Stored data
========================================================================
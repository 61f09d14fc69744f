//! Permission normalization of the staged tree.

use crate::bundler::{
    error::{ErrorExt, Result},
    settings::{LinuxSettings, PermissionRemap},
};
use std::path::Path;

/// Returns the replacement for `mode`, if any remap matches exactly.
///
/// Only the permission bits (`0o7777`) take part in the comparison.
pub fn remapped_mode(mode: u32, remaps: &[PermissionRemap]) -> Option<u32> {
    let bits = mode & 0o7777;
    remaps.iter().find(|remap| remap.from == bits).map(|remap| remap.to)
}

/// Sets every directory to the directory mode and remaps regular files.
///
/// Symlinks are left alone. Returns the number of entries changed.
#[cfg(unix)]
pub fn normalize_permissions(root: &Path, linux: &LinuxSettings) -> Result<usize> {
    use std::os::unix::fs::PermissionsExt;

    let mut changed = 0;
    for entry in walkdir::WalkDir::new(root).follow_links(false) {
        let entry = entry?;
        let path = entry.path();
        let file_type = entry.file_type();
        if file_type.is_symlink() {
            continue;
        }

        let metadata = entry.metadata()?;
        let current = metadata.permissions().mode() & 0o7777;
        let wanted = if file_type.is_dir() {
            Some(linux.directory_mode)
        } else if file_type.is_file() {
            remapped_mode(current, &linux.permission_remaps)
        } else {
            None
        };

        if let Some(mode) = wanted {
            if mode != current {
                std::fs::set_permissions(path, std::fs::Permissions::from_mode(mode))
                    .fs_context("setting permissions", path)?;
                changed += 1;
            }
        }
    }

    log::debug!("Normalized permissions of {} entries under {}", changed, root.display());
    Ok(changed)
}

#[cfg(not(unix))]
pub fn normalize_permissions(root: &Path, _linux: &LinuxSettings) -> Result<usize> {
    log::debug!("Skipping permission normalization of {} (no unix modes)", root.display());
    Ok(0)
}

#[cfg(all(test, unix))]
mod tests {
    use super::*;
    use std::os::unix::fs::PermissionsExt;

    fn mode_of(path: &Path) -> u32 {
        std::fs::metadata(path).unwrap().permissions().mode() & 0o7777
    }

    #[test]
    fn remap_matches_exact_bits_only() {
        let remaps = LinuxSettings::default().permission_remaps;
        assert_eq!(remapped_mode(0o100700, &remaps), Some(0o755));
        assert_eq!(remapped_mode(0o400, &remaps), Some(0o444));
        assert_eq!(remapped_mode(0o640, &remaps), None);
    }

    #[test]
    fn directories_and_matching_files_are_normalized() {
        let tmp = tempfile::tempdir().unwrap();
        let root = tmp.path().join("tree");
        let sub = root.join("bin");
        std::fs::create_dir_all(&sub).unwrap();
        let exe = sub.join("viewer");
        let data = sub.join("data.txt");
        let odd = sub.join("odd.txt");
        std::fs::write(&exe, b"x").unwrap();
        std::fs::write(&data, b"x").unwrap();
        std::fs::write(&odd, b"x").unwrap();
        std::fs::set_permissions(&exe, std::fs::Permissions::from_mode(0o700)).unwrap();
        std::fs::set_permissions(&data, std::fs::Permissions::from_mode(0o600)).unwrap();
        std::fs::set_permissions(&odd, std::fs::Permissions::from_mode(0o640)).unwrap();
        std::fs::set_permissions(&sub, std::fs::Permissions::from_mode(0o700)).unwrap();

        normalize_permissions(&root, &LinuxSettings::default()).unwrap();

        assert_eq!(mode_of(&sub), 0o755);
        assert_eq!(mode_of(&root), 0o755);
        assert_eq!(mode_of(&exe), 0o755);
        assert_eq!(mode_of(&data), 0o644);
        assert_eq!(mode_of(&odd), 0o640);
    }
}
========================================================================
▶ **AIM OF THE TASK**: Reproduce each line above that contains "entries".

▶ **WRITTEN RESPONSE**:
/// Symlinks are left alone. Returns the number of entries changed.
    log::debug!("Normalized permissions of {} entries under {}", changed, root.display());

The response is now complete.